OBJECT AND SUMMARY OF THE INVENTION
[0017] The invention satisfies this need in particular by proposing
a method of playing back a multichannel audio signal via a playback
device having a plurality of loudspeakers, the loudspeakers being
arranged at fixed locations of the playback device and defining a
spatial window for playing back sound relative to a "reference"
spatial position. The playback method of the invention is
remarkable in that it comprises:
[0018] a spatial analysis step of spatially analyzing the
multichannel audio signal, this step comprising: [0019] extracting
at least one sound object from the signal; and [0020] for each
extracted sound object, estimating a diffuse or localized nature of
this sound object, and estimating a position of this sound object
relative to the sound playback spatial window of the playback
device; and
[0021] a playback step of playing back the audio signal via the
plurality of loudspeakers of the playback device, during which
step, playback treatment is applied to each sound object extracted
from the audio signal for playing that object back via at least one
loudspeaker of the plurality of loudspeakers of the playback
device, this playback treatment depending on the diffuse or
localized nature of the sound object and on its position relative
to the sound playback spatial window as estimated during the
spatial analysis step;
[0022] the playback treatment including using the loudspeakers of
the playback device to create at least one virtual source outside
the playback spatial window of the playback device whenever the
sound object is estimated during the spatial analysis step as being
diffuse or as being positioned outside the playback spatial window
of the playback device.
[0023] Correspondingly, the invention also provides a system for
playing back a multichannel audio signal via a playback device
having a plurality of loudspeakers, said loudspeakers being
arranged at fixed locations of the playback device and defining a
spatial window for playing back sound relative to a reference
position, said playback system comprising:
[0024] spatial analysis means for spatially analyzing the
multichannel audio signal, these means comprising: [0025]
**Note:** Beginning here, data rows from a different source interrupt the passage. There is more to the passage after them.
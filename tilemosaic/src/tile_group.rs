use crate::canvas_transform::CanvasTransform;
use crate::tile::TileId;
use serde::{Deserialize, Serialize};

/// Permanent identifier of a [`TileGroup`].
#[derive(Debug, Clone, Copy, PartialEq, Eq, Hash, PartialOrd, Ord, Serialize, Deserialize)]
pub struct GroupId(pub u32);

/// Rigid transform and fill color shared by one or more tiles.
///
/// The learnable parameters are `angle`, `translation` and `color`. For opaque groups
/// only the RGB channels of `color` are learnable and the fill alpha is always 1; for
/// transparent groups all four channels are.
#[derive(Debug, Clone, PartialEq, Serialize, Deserialize)]
pub struct TileGroup {
    pub id: GroupId,
    /// Tiles transformed and colored by this group, in paint order.
    pub members: Vec<TileId>,
    /// Learnable rotation in radians, before scaling by `angle_coe`.
    pub angle: f32,
    /// Learnable translation, before scaling by `translation_coe`.
    pub translation: [f32; 2],
    pub angle_coe: f32,
    pub translation_coe: [f32; 2],
    /// RGBA fill in `[0, 1]`. The alpha slot is ignored for opaque groups.
    pub color: [f32; 4],
    pub transparent: bool,
}

impl TileGroup {
    /// Creates an untransformed group.
    ///
    /// # Examples
    /// ```
    /// # use tilemosaic::tile::TileId;
    /// # use tilemosaic::tile_group::{GroupId, TileGroup};
    /// # use tilemosaic::canvas_transform::CanvasTransform;
    /// let group = TileGroup::new(GroupId(0), vec![TileId(0)], [0.2, 0.4, 0.6, 0.5], false);
    /// assert_eq!(group.canvas_transform(), CanvasTransform::identity());
    /// assert_eq!(group.fill_color(), [0.2, 0.4, 0.6, 1.0]);
    /// ```
    pub fn new(id: GroupId, members: Vec<TileId>, color: [f32; 4], transparent: bool) -> Self {
        TileGroup {
            id,
            members,
            angle: 0.0,
            translation: [0.0, 0.0],
            angle_coe: 1.0,
            translation_coe: [1.0, 1.0],
            color,
            transparent,
        }
    }

    /// Sets the fixed scaling of the learnable angle and translation.
    pub fn with_coefficients(mut self, angle_coe: f32, translation_coe: [f32; 2]) -> Self {
        self.angle_coe = angle_coe;
        self.translation_coe = translation_coe;
        self
    }

    /// Angle actually applied to the shapes, in radians.
    pub fn scaled_angle(&self) -> f32 {
        self.angle * self.angle_coe
    }

    /// Translation actually applied to the shapes, in canvas pixels.
    pub fn scaled_translation(&self) -> [f32; 2] {
        [
            self.translation[0] * self.translation_coe[0],
            self.translation[1] * self.translation_coe[1],
        ]
    }

    /// Shape-to-canvas transform derived from the current angle and translation.
    pub fn canvas_transform(&self) -> CanvasTransform {
        let [tx, ty] = self.scaled_translation();
        CanvasTransform::from_rotation_translation(self.scaled_angle(), tx, ty)
    }

    /// Fill color handed to the renderer.
    pub fn fill_color(&self) -> [f32; 4] {
        if self.transparent {
            self.color
        } else {
            [self.color[0], self.color[1], self.color[2], 1.0]
        }
    }

    /// Number of learnable color channels.
    pub fn color_channels(&self) -> usize {
        if self.transparent {
            4
        } else {
            3
        }
    }
}

#[cfg(test)]
mod tests {
    use super::*;

    #[test]
    fn zero_parameters_give_identity_for_any_coefficients() {
        let group = TileGroup::new(GroupId(7), vec![TileId(7)], [1.0, 0.0, 0.0, 1.0], false)
            .with_coefficients(3.0, [224.0, 224.0]);
        let m = group.canvas_transform();
        assert_eq!(*m.matrix(), nalgebra::Matrix3::identity());
    }

    #[test]
    fn coefficients_scale_angle_and_translation() {
        let mut group = TileGroup::new(GroupId(0), vec![TileId(0)], [0.0; 4], false)
            .with_coefficients(2.0, [224.0, 100.0]);
        group.angle = 0.25;
        group.translation = [0.5, -0.1];
        assert_eq!(group.scaled_angle(), 0.5);
        assert_eq!(group.scaled_translation(), [112.0, -10.0]);
        let (tx, ty) = group.canvas_transform().translation();
        assert_eq!((tx, ty), (112.0, -10.0));
    }

    #[test]
    fn transparent_groups_keep_alpha() {
        let group = TileGroup::new(GroupId(0), vec![], [0.1, 0.2, 0.3, 0.4], true);
        assert_eq!(group.fill_color(), [0.1, 0.2, 0.3, 0.4]);
        assert_eq!(group.color_channels(), 4);
    }
}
extraction means for extracting at least one sound object from the
signal; and [0026] estimation means for estimating a diffuse or
localized nature of this sound object, and estimating a position of
this sound object relative to the sound playback spatial window of
the playback device; and
[0027] playback means for playing back the audio signal via the
plurality of loudspeakers of the playback device, which means are
suitable for applying playback treatment to each sound object
extracted from the audio signal for playing that object back via at
least one loudspeaker of the plurality of loudspeakers of the
playback device, this playback treatment depending on the diffuse
or localized nature of the sound object and on its position
relative to the sound playback spatial window as estimated during
the spatial analysis step;
[0028] the playback treatment including using the loudspeakers of
the playback device to create at least one virtual source outside
the playback spatial window of the playback device whenever the
sound object is estimated by the spatial analysis means as being
diffuse or as being positioned outside the playback spatial window
of the playback device.
[0029] The term step (or means) for "playing back via loudspeakers"
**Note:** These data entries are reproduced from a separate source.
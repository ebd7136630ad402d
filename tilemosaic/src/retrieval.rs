use crate::error::{MosaicError, Result};
use image::imageops::{self, FilterType};
use image::RgbImage;
use kd_tree::{KdPoint, KdTree};
use log::{info, warn};
use serde::{Deserialize, Serialize};
use std::fs::File;
use std::io::{BufReader, BufWriter};
use std::path::{Path, PathBuf};

/// Supplies photographic patches for the tile replacer.
pub trait Retriever {
    /// Returns a `shape.0 × shape.1` patch whose colors resemble `color`.
    fn retrieve(&self, color: [u8; 3], shape: (u32, u32)) -> Result<RgbImage>;
}

/// One dataset image and its mean color.
#[derive(Debug, Clone, PartialEq, Serialize, Deserialize)]
pub struct ColorEntry {
    pub path: PathBuf,
    pub mean_color: [u8; 3],
}

impl KdPoint for ColorEntry {
    type Scalar = i64;
    type Dim = typenum::U3;
    fn at(&self, k: usize) -> i64 {
        self.mean_color[k] as i64
    }
}

/// A query point in the color index.
struct ColorQuery([u8; 3]);

impl KdPoint for ColorQuery {
    type Scalar = i64;
    type Dim = typenum::U3;
    fn at(&self, k: usize) -> i64 {
        self.0[k] as i64
    }
}

/// A dataset image held in memory while the index is built.
#[derive(Debug, Clone)]
pub struct DatasetImage {
    pub path: PathBuf,
    pub image: RgbImage,
}

/// Nearest-mean-color retrieval over a directory of images.
///
/// The index only stores paths and mean colors; the matching image is read from disk
/// for every query, center-cropped to the requested aspect ratio and resized.
pub struct ColorIndex {
    entries: Vec<ColorEntry>,
    kdtree: KdTree<ColorEntry>,
}

impl ColorIndex {
    /// Reads every decodable image in `dir`. Files that are not images are skipped.
    pub fn load_images(dir: impl AsRef<Path>) -> Result<Vec<DatasetImage>> {
        let mut paths: Vec<PathBuf> = std::fs::read_dir(dir)?
            .filter_map(|e| e.ok().map(|e| e.path()))
            .filter(|p| p.is_file())
            .collect();
        paths.sort();

        let mut images = Vec::with_capacity(paths.len());
        for path in paths {
            match image::open(&path) {
                Ok(img) => images.push(DatasetImage {
                    path,
                    image: img.to_rgb8(),
                }),
                Err(e) => warn!("skipping {}: {}", path.display(), e),
            }
        }
        Ok(images)
    }

    /// Indexes the mean color of every image.
    pub fn train(images: &[DatasetImage]) -> Result<Self> {
        if images.is_empty() {
            return Err(MosaicError::EmptyDataset("no images to index".to_string()));
        }
        let entries = images
            .iter()
            .map(|d| ColorEntry {
                path: d.path.clone(),
                mean_color: mean_color(&d.image),
            })
            .collect();
        Self::from_entries(entries)
    }

    pub fn from_entries(entries: Vec<ColorEntry>) -> Result<Self> {
        if entries.is_empty() {
            return Err(MosaicError::EmptyDataset("color index has no entries".to_string()));
        }
        let kdtree = KdTree::build(entries.clone());
        Ok(ColorIndex { entries, kdtree })
    }

    pub fn entries(&self) -> &[ColorEntry] {
        &self.entries
    }

    /// Writes the index as JSON.
    pub fn save(&self, path: impl AsRef<Path>) -> Result<()> {
        serde_json::to_writer(BufWriter::new(File::create(path)?), &self.entries)?;
        Ok(())
    }

    /// Reads an index written by [`ColorIndex::save`].
    pub fn load(path: impl AsRef<Path>) -> Result<Self> {
        let entries: Vec<ColorEntry> = serde_json::from_reader(BufReader::new(File::open(path)?))?;
        Self::from_entries(entries)
    }

    /// Loads the model at `model_path`, or trains one on `dataset_dir` and saves it
    /// there when the model is missing or unreadable.
    pub fn load_or_train(model_path: impl AsRef<Path>, dataset_dir: impl AsRef<Path>) -> Result<Self> {
        let model_path = model_path.as_ref();
        match Self::load(model_path) {
            Ok(index) => {
                info!("Loaded color index from {} ({} images)", model_path.display(), index.entries.len());
                Ok(index)
            }
            Err(e) => {
                warn!("No usable color index at {} ({}), training", model_path.display(), e);
                let images = Self::load_images(dataset_dir)?;
                let index = Self::train(&images)?;
                index.save(model_path)?;
                info!("Saved color index with {} images to {}", index.entries.len(), model_path.display());
                Ok(index)
            }
        }
    }

    /// The entry whose mean color is closest to `color`.
    pub fn nearest(&self, color: [u8; 3]) -> Result<&ColorEntry> {
        self.kdtree
            .nearest(&ColorQuery(color))
            .map(|found| found.item)
            .ok_or_else(|| MosaicError::RetrievalError("color index is empty".to_string()))
    }
}

impl Retriever for ColorIndex {
    fn retrieve(&self, color: [u8; 3], shape: (u32, u32)) -> Result<RgbImage> {
        let (w, h) = shape;
        if w == 0 || h == 0 {
            return Err(MosaicError::RetrievalError(format!("cannot retrieve a {w}x{h} patch")));
        }
        let entry = self.nearest(color)?;
        let img = image::open(&entry.path)?.to_rgb8();
        Ok(crop_and_resize(&img, w, h))
    }
}

/// Mean color of an image, rounded.
///
/// # Examples
/// ```
/// # use image::{Rgb, RgbImage};
/// # use tilemosaic::retrieval::mean_color;
/// let img = RgbImage::from_fn(2, 1, |x, _| if x == 0 { Rgb([0, 10, 255]) } else { Rgb([3, 20, 255]) });
/// assert_eq!(mean_color(&img), [2, 15, 255]);
/// ```
pub fn mean_color(img: &RgbImage) -> [u8; 3] {
    let n = (img.width() as u64 * img.height() as u64).max(1);
    let mut sum = [0u64; 3];
    for p in img.pixels() {
        for c in 0..3 {
            sum[c] += p.0[c] as u64;
        }
    }
    sum.map(|s| ((s as f64 / n as f64).round()) as u8)
}

/// Crops the largest centered region with the aspect ratio of `w × h`, then resizes it
/// to exactly `w × h`.
pub fn crop_and_resize(img: &RgbImage, w: u32, h: u32) -> RgbImage {
    let (iw, ih) = img.dimensions();
    let (cw, ch) = if iw as u64 * h as u64 > ih as u64 * w as u64 {
        (((ih as u64 * w as u64) / h as u64).max(1) as u32, ih)
    } else {
        (iw, ((iw as u64 * h as u64) / w as u64).max(1) as u32)
    };
    let crop = imageops::crop_imm(img, (iw - cw) / 2, (ih - ch) / 2, cw, ch).to_image();
    imageops::resize(&crop, w, h, FilterType::Triangle)
}

#[cfg(test)]
mod tests {
    use super::*;
    use image::Rgb;

    fn dataset_dir(name: &str) -> PathBuf {
        let dir = std::env::temp_dir().join(name);
        std::fs::create_dir_all(&dir).unwrap();
        RgbImage::from_pixel(8, 8, Rgb([250, 10, 10])).save(dir.join("red.png")).unwrap();
        RgbImage::from_pixel(6, 12, Rgb([10, 10, 250])).save(dir.join("blue.png")).unwrap();
        std::fs::write(dir.join("notes.txt"), "not an image").unwrap();
        dir
    }

    #[test]
    fn retrieves_closest_mean_color() {
        let dir = dataset_dir("tilemosaic_retrieval_closest");
        let images = ColorIndex::load_images(&dir).unwrap();
        assert_eq!(images.len(), 2);
        let index = ColorIndex::train(&images).unwrap();
        let patch = index.retrieve([200, 0, 30], (5, 3)).unwrap();
        assert_eq!(patch.dimensions(), (5, 3));
        assert_eq!(patch.get_pixel(2, 1).0, [250, 10, 10]);
        let patch = index.retrieve([0, 0, 128], (4, 4)).unwrap();
        assert_eq!(patch.get_pixel(0, 0).0, [10, 10, 250]);
        std::fs::remove_dir_all(dir).unwrap();
    }

    #[test]
    fn model_is_trained_once_and_reloaded() {
        let dir = dataset_dir("tilemosaic_retrieval_model");
        let model = dir.join("model.json");
        let trained = ColorIndex::load_or_train(&model, &dir).unwrap();
        assert!(model.exists());
        let loaded = ColorIndex::load_or_train(&model, &dir).unwrap();
        assert_eq!(trained.entries(), loaded.entries());
        std::fs::remove_dir_all(dir).unwrap();
    }

    #[test]
    fn empty_dataset_is_an_error() {
        assert!(ColorIndex::train(&[]).is_err());
    }

    #[test]
    fn crop_keeps_requested_aspect() {
        let img = RgbImage::from_fn(20, 10, |x, _| if x < 5 || x >= 15 { Rgb([0, 0, 0]) } else { Rgb([255, 255, 255]) });
        // A square request keeps only the white middle.
        let out = crop_and_resize(&img, 10, 10);
        assert_eq!(out.dimensions(), (10, 10));
        assert!(out.pixels().all(|p| p.0 == [255, 255, 255]));
    }
}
is used herein to mean a step (or means) consisting in generating
signals and in delivering them to drive the loudspeakers of the
playback device. These signals are then diffused (i.e. emitted) by
the loudspeakers of the playback device so as to play back the
multichannel audio signal.
[0030] Furthermore, the term "reference spatial position" is used
herein to cover equally well a point in space characterizing the
position of a target listener of the audio signal, or a more
extended area of space that may accommodate one or more listeners.
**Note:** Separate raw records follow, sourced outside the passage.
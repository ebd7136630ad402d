use crate::error::{MosaicError, Result};
use crate::rendered_image::RenderedImage;
use crate::scene::SceneArgs;
use nalgebra::Point2;
use rand::rngs::StdRng;
use rand::{Rng, SeedableRng};

const MAX_SAMPLE_OFFSET: f32 = 0.999;

/// Sampling configuration shared by every render of a run.
#[derive(Debug, Clone)]
pub struct RenderSettings {
    /// Number of samples along X per pixel.
    pub samples_x: u32,
    /// Number of samples along Y per pixel.
    pub samples_y: u32,
    /// Optional image the scene is composited over. Must match the canvas size.
    pub background: Option<RenderedImage>,
}

impl Default for RenderSettings {
    fn default() -> Self {
        RenderSettings {
            samples_x: 2,
            samples_y: 2,
            background: None,
        }
    }
}

/// Turns assembled scene geometry into an RGBA image.
///
/// Implementations must be deterministic for a given `seed`: two calls with the same
/// scene, settings and seed must return identical images.
pub trait Renderer {
    fn render(&self, scene: &SceneArgs, settings: &RenderSettings, seed: u64) -> Result<RenderedImage>;
}

/// A CPU reference rasterizer for tile scenes.
///
/// Every pixel is sampled on a `samples_x × samples_y` stratified grid whose positions
/// are jittered by a generator seeded with the render seed. Coverage of a sample is a
/// linear ramp of the signed distance to the polygon boundary, `filter_radius` wide on
/// each side of the edge, so moving an edge by a fraction of a pixel changes the image
/// continuously. A radius of zero is a box filter: a sample is either inside or outside,
/// and an untransformed grid renders as exact axis-aligned rectangles.
/// Groups are painted in order with "over" compositing.
#[derive(Debug, Clone, Copy)]
pub struct CpuRasterizer {
    pub filter_radius: f32,
}

impl Default for CpuRasterizer {
    fn default() -> Self {
        CpuRasterizer { filter_radius: 0.5 }
    }
}

impl CpuRasterizer {
    pub fn new(filter_radius: f32) -> Self {
        CpuRasterizer { filter_radius }
    }

    /// Hard-edged coverage, no prefiltering.
    pub fn box_filter() -> Self {
        CpuRasterizer { filter_radius: 0.0 }
    }

    /// Sample coverage of a polygon at `p`, in `[0, 1]`.
    fn coverage(&self, polygon: &[Point2<f32>; 4], p: &Point2<f32>) -> f32 {
        if self.filter_radius <= 0.0 {
            return if contains_even_odd(polygon, p) { 1.0 } else { 0.0 };
        }
        let distance = edge_distance(polygon, p);
        let signed = if contains_even_odd(polygon, p) { -distance } else { distance };
        (0.5 - signed / (2.0 * self.filter_radius)).clamp(0.0, 1.0)
    }
}

impl Renderer for CpuRasterizer {
    fn render(&self, scene: &SceneArgs, settings: &RenderSettings, seed: u64) -> Result<RenderedImage> {
        let width = scene.width as usize;
        let height = scene.height as usize;
        let samples_x = settings.samples_x.max(1) as usize;
        let samples_y = settings.samples_y.max(1) as usize;
        let samples = samples_x * samples_y;

        if let Some(bg) = &settings.background {
            if bg.width != width || bg.height != height {
                return Err(MosaicError::RenderError(format!(
                    "background is {}x{}, canvas is {}x{}",
                    bg.width, bg.height, width, height
                )));
            }
        }

        // Jittered sample positions, drawn in raster order so the seed fully determines them.
        let mut rng = StdRng::seed_from_u64(seed);
        let mut positions = Vec::with_capacity(width * height * samples);
        for y in 0..height {
            for x in 0..width {
                for sy in 0..samples_y {
                    for sx in 0..samples_x {
                        let jx: f32 = rng.gen();
                        let jy: f32 = rng.gen();
                        // Keep samples strictly inside their pixel after rounding.
                        let ox = ((sx as f32 + jx) / samples_x as f32).min(MAX_SAMPLE_OFFSET);
                        let oy = ((sy as f32 + jy) / samples_y as f32).min(MAX_SAMPLE_OFFSET);
                        positions.push(Point2::new(x as f32 + ox, y as f32 + oy));
                    }
                }
            }
        }

        // Premultiplied RGBA per sample.
        let mut accum = vec![[0.0f32; 4]; width * height * samples];
        if let Some(bg) = &settings.background {
            for (i, chunk) in accum.chunks_mut(samples).enumerate() {
                let [r, g, b, a] = bg.get_rgba(i % width, i / width);
                chunk.fill([r * a, g * a, b * a, a]);
            }
        }

        let reach = self.filter_radius;
        for group in &scene.groups {
            let polygons: Vec<[Point2<f32>; 4]> = group
                .shape_indices
                .iter()
                .map(|&i| scene.shapes[i].points.map(|p| group.shape_to_canvas.apply_point(&p)))
                .collect();

            let Some((x0, y0, x1, y1)) = pixel_bounds(&polygons, reach, width, height) else {
                continue;
            };
            let [fr, fg, fb, fa] = group.fill;

            for y in y0..y1 {
                for x in x0..x1 {
                    let base = (y * width + x) * samples;
                    for s in base..base + samples {
                        let p = &positions[s];
                        let cov = polygons
                            .iter()
                            .map(|poly| self.coverage(poly, p))
                            .fold(0.0f32, f32::max);
                        if cov <= 0.0 {
                            continue;
                        }
                        let a = cov * fa;
                        let acc = &mut accum[s];
                        acc[0] = fr * a + acc[0] * (1.0 - a);
                        acc[1] = fg * a + acc[1] * (1.0 - a);
                        acc[2] = fb * a + acc[2] * (1.0 - a);
                        acc[3] = a + acc[3] * (1.0 - a);
                    }
                }
            }
        }

        let mut out = RenderedImage::transparent(width, height);
        for (i, chunk) in accum.chunks(samples).enumerate() {
            let mut sum = [0.0f32; 4];
            for acc in chunk {
                for c in 0..4 {
                    sum[c] += acc[c];
                }
            }
            let alpha = sum[3] / samples as f32;
            let rgba = if alpha > 0.0 {
                let norm = samples as f32 * alpha;
                [sum[0] / norm, sum[1] / norm, sum[2] / norm, alpha]
            } else {
                [0.0; 4]
            };
            out.set_rgba(i % width, i / width, rgba);
        }
        Ok(out)
    }
}

/// Pixel rectangle `[x0, x1) × [y0, y1)` touched by the polygons, grown by `reach`.
fn pixel_bounds(
    polygons: &[[Point2<f32>; 4]],
    reach: f32,
    width: usize,
    height: usize,
) -> Option<(usize, usize, usize, usize)> {
    let mut min = Point2::new(f32::INFINITY, f32::INFINITY);
    let mut max = Point2::new(f32::NEG_INFINITY, f32::NEG_INFINITY);
    for p in polygons.iter().flatten() {
        min.x = min.x.min(p.x);
        min.y = min.y.min(p.y);
        max.x = max.x.max(p.x);
        max.y = max.y.max(p.y);
    }
    if !min.x.is_finite() || !max.x.is_finite() || !min.y.is_finite() || !max.y.is_finite() {
        return None;
    }
    let x0 = (min.x - reach).floor().max(0.0) as usize;
    let y0 = (min.y - reach).floor().max(0.0) as usize;
    let x1 = ((max.x + reach).ceil().max(0.0) as usize).min(width);
    let y1 = ((max.y + reach).ceil().max(0.0) as usize).min(height);
    if x0 >= x1 || y0 >= y1 {
        None
    } else {
        Some((x0, y0, x1, y1))
    }
}

/// Even-odd point-in-polygon test.
pub(crate) fn contains_even_odd(polygon: &[Point2<f32>], p: &Point2<f32>) -> bool {
    let mut inside = false;
    let n = polygon.len();
    for i in 0..n {
        let a = polygon[i];
        let b = polygon[(i + 1) % n];
        if (a.y > p.y) != (b.y > p.y) {
            let t = (p.y - a.y) / (b.y - a.y);
            if p.x < a.x + t * (b.x - a.x) {
                inside = !inside;
            }
        }
    }
    inside
}

/// Distance from `p` to the closest polygon edge.
pub(crate) fn edge_distance(polygon: &[Point2<f32>], p: &Point2<f32>) -> f32 {
    let n = polygon.len();
    let mut best = f32::INFINITY;
    for i in 0..n {
        let a = polygon[i];
        let b = polygon[(i + 1) % n];
        let ab = b - a;
        let len2 = ab.norm_squared();
        let t = if len2 > 0.0 { ((p - a).dot(&ab) / len2).clamp(0.0, 1.0) } else { 0.0 };
        let closest = a + ab * t;
        best = best.min((p - closest).norm());
    }
    best
}

#[cfg(test)]
mod tests {
    use super::*;
    use crate::scene::Scene;
    use crate::tile::{Tile, TileId};
    use crate::tile_group::{GroupId, TileGroup};

    fn single_tile_scene(color: [f32; 4], transparent: bool) -> Scene {
        let mut scene = Scene::new(20, 20);
        scene.push(
            Tile::new(TileId(0), [4.0, 4.0], [10.0, 10.0]),
            TileGroup::new(GroupId(0), vec![], color, transparent),
        );
        scene
    }

    #[test]
    fn same_seed_renders_identically() {
        let scene = single_tile_scene([0.3, 0.6, 0.9, 1.0], false).assemble();
        let r = CpuRasterizer::default();
        let settings = RenderSettings::default();
        let a = r.render(&scene, &settings, 7).unwrap();
        let b = r.render(&scene, &settings, 7).unwrap();
        assert_eq!(a, b);
    }

    #[test]
    fn interior_is_fill_and_far_outside_is_transparent() {
        let scene = single_tile_scene([0.3, 0.6, 0.9, 1.0], false).assemble();
        let img = CpuRasterizer::default()
            .render(&scene, &RenderSettings::default(), 1)
            .unwrap();
        let inside = img.get_rgba(8, 8);
        for (got, want) in inside.iter().zip([0.3, 0.6, 0.9, 1.0]) {
            assert!((got - want).abs() < 1e-6);
        }
        assert_eq!(img.get_rgba(1, 1), [0.0; 4]);
        assert_eq!(img.get_rgba(18, 18), [0.0; 4]);
        let edge = img.get_rgba(4, 8)[3];
        assert!(edge > 0.0 && edge < 1.0);
    }

    #[test]
    fn transparent_fill_blends_over_background() {
        let scene = single_tile_scene([1.0, 0.0, 0.0, 0.5], true).assemble();
        let settings = RenderSettings {
            background: Some(RenderedImage::filled(20, 20, [0.0, 0.0, 1.0, 1.0])),
            ..RenderSettings::default()
        };
        let img = CpuRasterizer::default().render(&scene, &settings, 3).unwrap();
        let p = img.get_rgba(9, 9);
        assert!((p[0] - 0.5).abs() < 1e-6);
        assert!((p[2] - 0.5).abs() < 1e-6);
        assert!((p[3] - 1.0).abs() < 1e-6);
    }

    #[test]
    fn rotation_moves_coverage() {
        let mut scene = single_tile_scene([1.0, 1.0, 1.0, 1.0], false);
        scene.group_mut(0).angle = std::f32::consts::FRAC_PI_2;
        scene.group_mut(0).translation = [20.0, 0.0];
        let img = CpuRasterizer::default()
            .render(&scene.assemble(), &RenderSettings::default(), 0)
            .unwrap();
        // (x, y) -> (-y + 20, x): the tile [4,14]x[4,14] lands on [6,16]x[4,14].
        assert_eq!(img.get_rgba(10, 9)[3], 1.0);
        assert_eq!(img.get_rgba(2, 9)[3], 0.0);
    }

    #[test]
    fn mismatched_background_is_an_error() {
        let scene = single_tile_scene([1.0; 4], false).assemble();
        let settings = RenderSettings {
            background: Some(RenderedImage::transparent(3, 3)),
            ..RenderSettings::default()
        };
        assert!(CpuRasterizer::default().render(&scene, &settings, 0).is_err());
    }

    #[test]
    fn distance_and_containment_on_unit_square() {
        let square = [
            Point2::new(0.0, 0.0),
            Point2::new(1.0, 0.0),
            Point2::new(1.0, 1.0),
            Point2::new(0.0, 1.0),
        ];
        assert!(contains_even_odd(&square, &Point2::new(0.5, 0.5)));
        assert!(!contains_even_odd(&square, &Point2::new(1.5, 0.5)));
        assert!((edge_distance(&square, &Point2::new(0.5, 0.25)) - 0.25).abs() < 1e-6);
        assert!((edge_distance(&square, &Point2::new(2.0, 0.5)) - 1.0).abs() < 1e-6);
    }

    #[test]
    fn box_filter_has_hard_edges() {
        let scene = single_tile_scene([0.3, 0.6, 0.9, 1.0], false).assemble();
        let img = CpuRasterizer::box_filter()
            .render(&scene, &RenderSettings::default(), 1)
            .unwrap();
        // The tile covers [4, 14) on both axes.
        for y in 0..20 {
            for x in 0..20 {
                let p = img.get_rgba(x, y);
                assert!(p.iter().all(|v| v.is_finite()));
                if (4..14).contains(&x) && (4..14).contains(&y) {
                    assert_eq!(p[3], 1.0);
                    assert!((p[0] - 0.3).abs() < 1e-6 && (p[2] - 0.9).abs() < 1e-6);
                } else {
                    assert_eq!(p, [0.0; 4]);
                }
            }
        }
    }

    #[test]
    fn samples_on_an_edge_stay_finite_without_prefilter() {
        let square = [
            Point2::new(0.0, 0.0),
            Point2::new(1.0, 0.0),
            Point2::new(1.0, 1.0),
            Point2::new(0.0, 1.0),
        ];
        let r = CpuRasterizer::new(0.0);
        assert_eq!(r.coverage(&square, &Point2::new(1.0, 0.5)), 0.0);
        assert_eq!(r.coverage(&square, &Point2::new(0.0, 0.5)), 1.0);
        assert_eq!(r.coverage(&square, &Point2::new(0.5, 0.5)), 1.0);
    }
}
For a compact playback device, attention is given more particularly
to a reference spatial position that is a point even if the
playback method of the invention makes it possible to reach a
listening zone that is particularly extensive.
[0031] The invention thus proposes using spatial analysis of the
multichannel audio signal for playing back seeking to separate the
sound objects making up the audio signal as a function firstly of
their diffuse or localized nature in three-dimensional space (i.e.
their nature of being discrete, as generated by a locatable
source), and secondly their positions relative to the sound
playback window defined by the reference spatial position and by
the physical locations of the loudspeakers on (or in) the playback
device relative to the reference spatial position.
[0032] In accordance with the invention, advantage is taken of this
separation of sound objects by applying playback treatments to the
extracted objects that take account of their localized or diffuse
natures, and also of the positions of the sources from which these
objects originate inside or outside the sound playback window. In
other words, in the invention, the playback treatments that are
applied to the sound objects of the multichannel signal to be
played back are associated directly with the spatial
characteristics of these objects as extracted during the spatial
analysis of the multichannel signal.
[0033] More precisely, the sound objects that are identified during
the spatial analysis step as being diffuse or as being positioned
outside the playback spatial window of the playback device, are
advantageously played back outside the window via the loudspeakers
of the playback device, by performing playback treatments that
involve creating virtual sources outside the window.
[0034] In contrast, when an extracted sound object is estimated as
being localized and positioned inside the sound playback spatial
window of the playback device, the playback treatment applied to
the sound object during the playback step is preferably suitable
for playing back the sound object inside the sound playback spatial
window of the playback device at the location of the source from
which the sound object originates.
[0035] This playback within the sound playback spatial window may
be performed directly, by diffusing the sound objects via the
loudspeakers of the playback device without having recourse to
complex spatial filtering methods. For example, the object is
diffused without change via one or more loudspeakers, or is
diffused merely by applying an intensity panning effect. Such
techniques are themselves known and relatively simple to
implement.
[0036] In a variant, the playback treatment inside the playback
spatial window may involve creating one or more virtual sources
using the loudspeakers of the playback device and located inside
the sound playback spatial window of the playback device. This may
in particular involve treatment of the WFS type or of a derivative
thereof.
[0037] The directions or the positions of the virtual sources, and,
where appropriate, their amplitudes, are then determined from the
estimated positions of the originating sources of the localized
sound objects extracted from the multichannel signal, and from
their contributions to the multichannel signal (e.g. contributions
in terms of sound level).
[0038] Such playback treatment based on creating virtual sources
makes it possible to have better control over the directivity of
the sound objects as played back in this way.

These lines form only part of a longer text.